The church is always on the move. Right now we are in the midst of a movement of ‘virtual churches’—arising at quick speeds. Church has been pictured as this building full of people who attend one day of the week. In reality, it has nothing to do with the building and everything to do with the people. The church is where people flood to and unfortunately is also flee to escape from. Virtual can be a tool, but can also be a means of isolation; it depends on one’s reason for going virtual.
As a member and part of the Body of Christ, I value church as a whole and the significance of fellowship. In the last 10 years, I’ve been in and out of several physical buildings where churches have gathered for a variety of reasons—part of my testimony. I’ve witnessed churches go through pastoral changes, congregations going their separate ways, and new churches beginning from the ground up. I’ve learned that no matter what church I find myself engaging with on Sunday mornings or throughout my days, the people around me are parts of the Body of Christ. The church is not the building we physically worship in, but it’s the people who make up the church who have a purpose.
I struggle with this concept of a ‘virtual church’. The reason behind why one would choose virtual over physically being present depends on their reasoning. I totally respect and sympathize with some reasonings: like medical circumstances, old age, etc. The virtual church is being used to reach unbelievers. It’s a gateway for the church underground for those who don’t have the freedom to worship. It’s used as encouragement for the persecuted. It’s convenient for workers who serve our country—firemen, police, the medical field, armed forces, the list can go on. I just wanted to be clear that I’m not completely against a virtual church.
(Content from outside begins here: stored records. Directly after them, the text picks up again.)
//! Clock-direction state machine for one employee.
//!
//! Every run starts from `Initializing`, asks the backend for the next valid action,
//! then loads either the assignable jobs (clock-in) or the open shift (clock-out).
//! A completed clock action re-runs the whole resolution.

use std::sync::atomic::{AtomicU64, Ordering};

use thiserror::Error;
use tokio::sync::watch;
use tracing::{debug, warn};

use super::service::{ClockService, DegradedReason, DirectionOutcome};
use crate::error::{ApiError, GENERIC_FAILURE};
use crate::geo::{acquire_coordinates, Geolocator, LocationFix, PositionOptions};
use crate::models::{ActiveShift, ClockDirection, EmployeeId, EmployeeJob, EmployeeJobId, GeoCoordinate};

#[derive(Debug, Clone, PartialEq)]
pub enum ClockState {
    Initializing,
    ClockIn { jobs: Vec<EmployeeJob>, selected: Option<EmployeeJobId> },
    /// Clock-in is the next action but nothing is assigned; terminal until an admin acts.
    NoJobs,
    ClockOut { shift: Option<ActiveShift> },
    /// `reason` is `None` when the backend itself said UNAVAILABLE.
    Unavailable { reason: Option<DegradedReason> },
}

impl ClockState {
    pub fn direction(&self) -> Option<ClockDirection> {
        match self {
            ClockState::Initializing => None,
            ClockState::ClockIn { .. } | ClockState::NoJobs => Some(ClockDirection::ClockIn),
            ClockState::ClockOut { .. } => Some(ClockDirection::ClockOut),
            ClockState::Unavailable { .. } => Some(ClockDirection::Unavailable),
        }
    }
}

/// Everything a front-end needs to render the clock panel.
#[derive(Debug, Clone, PartialEq)]
pub struct ClockView {
    pub state: ClockState,
    /// Direction lookup in progress.
    pub resolving: bool,
    /// Jobs or shift lookup in progress.
    pub fetching: bool,
    /// Clock action in progress.
    pub acting: bool,
    /// Message from the last failed clock action, cleared on the next attempt.
    pub last_error: Option<String>,
}

impl Default for ClockView {
    fn default() -> Self {
        Self { state: ClockState::Initializing, resolving: false, fetching: false, acting: false, last_error: None }
    }
}

#[derive(Debug, Clone, PartialEq, Error)]
pub enum ClockActionError {
    #[error("select a job before clocking in")]
    NoJobSelected,
    #[error("job {0} is not assigned to this employee")]
    UnknownJob(EmployeeJobId),
    #[error("cannot {attempted} right now")]
    WrongDirection { attempted: ClockDirection, current: Option<ClockDirection> },
    #[error("{message}")]
    Failed { message: String, source: ApiError },
}

impl ClockActionError {
    fn failed(source: ApiError) -> Self {
        let message = match &source {
            ApiError::Http { .. } | ApiError::Unauthorized { .. } => {
                source.server_message().map(str::to_string).unwrap_or_else(|| GENERIC_FAILURE.to_string())
            }
            other => other.user_message(),
        };
        ClockActionError::Failed { message, source }
    }

    /// One-line text for a notification.
    pub fn user_message(&self) -> String { self.to_string() }
}

/// Result of a successful clock action.
#[derive(Debug, Clone, PartialEq)]
pub struct ClockOutcome {
    /// Location that was submitted, tagged so degraded submissions stay visible.
    pub fix: LocationFix,
    /// State after re-resolution.
    pub state: ClockState,
}

/// Clears `acting` on drop, so a cancelled action leaves the panel usable.
struct ActingGuard<'a> {
    view: &'a watch::Sender<ClockView>,
}

impl Drop for ActingGuard<'_> {
    fn drop(&mut self) {
        self.view.send_modify(|v| v.acting = false);
    }
}

pub struct ClockResolver {
    service: ClockService,
    employee_id: EmployeeId,
    geo_options: PositionOptions,
    view: watch::Sender<ClockView>,
    generation: AtomicU64,
}

impl std::fmt::Debug for ClockResolver {
    fn fmt(&self, f: &mut std::fmt::Formatter<'_>) -> std::fmt::Result {
        f.debug_struct("ClockResolver").field("employee_id", &self.employee_id).field("view", &*self.view.borrow()).finish()
    }
}

impl ClockResolver {
    pub fn new(service: ClockService, employee_id: EmployeeId) -> Self {
        let timeout = service.client().config().geolocation_timeout;
        let (view, _rx) = watch::channel(ClockView::default());
        Self { service, employee_id, geo_options: PositionOptions::with_timeout(timeout), view, generation: AtomicU64::new(0) }
    }

    pub fn with_position_options(mut self, options: PositionOptions) -> Self {
        self.geo_options = options;
        self
    }

    pub fn employee_id(&self) -> EmployeeId { self.employee_id }

    pub fn view(&self) -> ClockView { self.view.borrow().clone() }

    pub fn state(&self) -> ClockState { self.view.borrow().state.clone() }

    pub fn subscribe(&self) -> watch::Receiver<ClockView> { self.view.subscribe() }

    fn is_current(&self, generation: u64) -> bool { self.generation.load(Ordering::SeqCst) == generation }

    /// Re-enter `Initializing` and resolve again. Results from a run superseded by a
    /// newer one are discarded.
    pub async fn refresh(&self) -> ClockState {
        let generation = self.generation.fetch_add(1, Ordering::SeqCst) + 1;
        self.view.send_modify(|v| {
            v.state = ClockState::Initializing;
            v.resolving = true;
            v.fetching = false;
        });

        let outcome = self.service.determine_action(self.employee_id).await;
        if !self.is_current(generation) {
            debug!(target: "timeclock::clock", employee_id = self.employee_id, "stale direction result dropped");
            return self.state();
        }
        self.view.send_modify(|v| {
            v.resolving = false;
            v.fetching = matches!(outcome, DirectionOutcome::Resolved(ClockDirection::ClockIn | ClockDirection::ClockOut));
        });

        let next = match outcome {
            DirectionOutcome::Resolved(ClockDirection::ClockIn) => match self.service.employee_jobs(self.employee_id).await {
                Ok(jobs) if jobs.is_empty() => ClockState::NoJobs,
                Ok(jobs) => {
                    let selected = if jobs.len() == 1 { Some(jobs[0].employee_job_id) } else { None };
                    ClockState::ClockIn { jobs, selected }
                }
                Err(e) => {
                    warn!(target: "timeclock::clock", employee_id = self.employee_id, error = %e, "job lookup failed");
                    ClockState::Unavailable { reason: Some(DegradedReason::Request(e)) }
                }
            },
            DirectionOutcome::Resolved(ClockDirection::ClockOut) => {
                ClockState::ClockOut { shift: self.service.active_shift(self.employee_id).await }
            }
            DirectionOutcome::Resolved(ClockDirection::Unavailable) => ClockState::Unavailable { reason: None },
            DirectionOutcome::Degraded(reason) => ClockState::Unavailable { reason: Some(reason) },
        };

        if !self.is_current(generation) {
            return self.state();
        }
        self.view.send_modify(|v| {
            v.state = next.clone();
            v.fetching = false;
        });
        next
    }

    /// Pick the job to clock in with. Only valid in the clock-in state.
    pub fn select_job(&self, job_id: EmployeeJobId) -> Result<(), ClockActionError> {
        let mut result = Ok(());
        self.view.send_if_modified(|v| match &mut v.state {
            ClockState::ClockIn { jobs, selected } => {
                if jobs.iter().any(|j| j.employee_job_id == job_id) {
                    *selected = Some(job_id);
                    true
                } else {
                    result = Err(ClockActionError::UnknownJob(job_id));
                    false
                }
            }
            other => {
                result = Err(ClockActionError::WrongDirection { attempted: ClockDirection::ClockIn, current: other.direction() });
                false
            }
        });
        result
    }

    pub fn can_clock_in(&self) -> bool {
        let v = self.view.borrow();
        !v.acting && matches!(v.state, ClockState::ClockIn { selected: Some(_), .. })
    }

    pub fn can_clock_out(&self) -> bool {
        let v = self.view.borrow();
        !v.acting && matches!(v.state, ClockState::ClockOut { .. })
    }

    pub async fn clock_in(&self, locator: &dyn Geolocator) -> Result<ClockOutcome, ClockActionError> {
        let job_id = match &self.view.borrow().state {
            ClockState::ClockIn { selected: Some(job), .. } => *job,
            ClockState::ClockIn { selected: None, .. } => return Err(ClockActionError::NoJobSelected),
            other => {
                return Err(ClockActionError::WrongDirection { attempted: ClockDirection::ClockIn, current: other.direction() })
            }
        };
        self.run_action(locator, |at| {
            let service = self.service.clone();
            let employee_id = self.employee_id;
            async move { service.clock_in(employee_id, job_id, at).await }
        })
        .await
    }

    pub async fn clock_out(&self, locator: &dyn Geolocator) -> Result<ClockOutcome, ClockActionError> {
        let state = self.state();
        if !matches!(state, ClockState::ClockOut { .. }) {
            return Err(ClockActionError::WrongDirection { attempted: ClockDirection::ClockOut, current: state.direction() });
        }
        self.run_action(locator, |at| {
            let service = self.service.clone();
            let employee_id = self.employee_id;
            async move { service.clock_out(employee_id, at).await }
        })
        .await
    }

    async fn run_action<F, Fut>(&self, locator: &dyn Geolocator, submit: F) -> Result<ClockOutcome, ClockActionError>
    where
        F: FnOnce(GeoCoordinate) -> Fut,
        Fut: std::future::Future<Output = Result<(), ApiError>>,
    {
        let mut busy = false;
        self.view.send_if_modified(|v| {
            if v.acting {
                busy = true;
                return false;
            }
            v.acting = true;
            v.last_error = None;
            true
        });
        if busy {
            return Err(ClockActionError::failed(ApiError::ActionInFlight));
        }
        let acting = ActingGuard { view: &self.view };
        let fix = acquire_coordinates(locator, self.geo_options).await;
        let result = submit(fix.coordinate()).await;
        drop(acting);
        match result {
            Ok(()) => {
                let state = self.refresh().await;
                Ok(ClockOutcome { fix, state })
            }
            Err(e) => {
                let err = ClockActionError::failed(e);
                let msg = err.user_message();
                self.view.send_modify(|v| v.last_error = Some(msg));
                Err(err)
            }
        }
    }
}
With that clarification, I believe there’s no excuse, as Christians in America, to use a virtual church as a replacement for our own selfish desires. Those who are choosing virtual over physically being present are separating themselves from fellowship with the church. Many are sitting in the comfort of homes with a screen in front of their eyes—2 keywords: comfort and selfish. Nothing about this life as a Christian is about us or being comfortable. God has gifted us with each other to encourage, pray, grow, and work for the kingdom of God. As Christians, each of us has been called to ministry and gifted with talents to be of service.
By being virtual, no one knows you, your story, or engages with you. We need to find fellowship in a small group or Sunday morning worship; whatever God lays on your heart.Yes, I think as the church, the internet, and social media is a tool we can use to connect and grab people’s attention, but for how long is this sufficient? I think many are using a virtual church as a crutch for their Christianity, but also we as the church can depend too heavenly on virtual. As the church, we need to get up out of our pews and go reach out to this broken, hurt world. People are longing for hope; the hope that fills our souls—they need it too.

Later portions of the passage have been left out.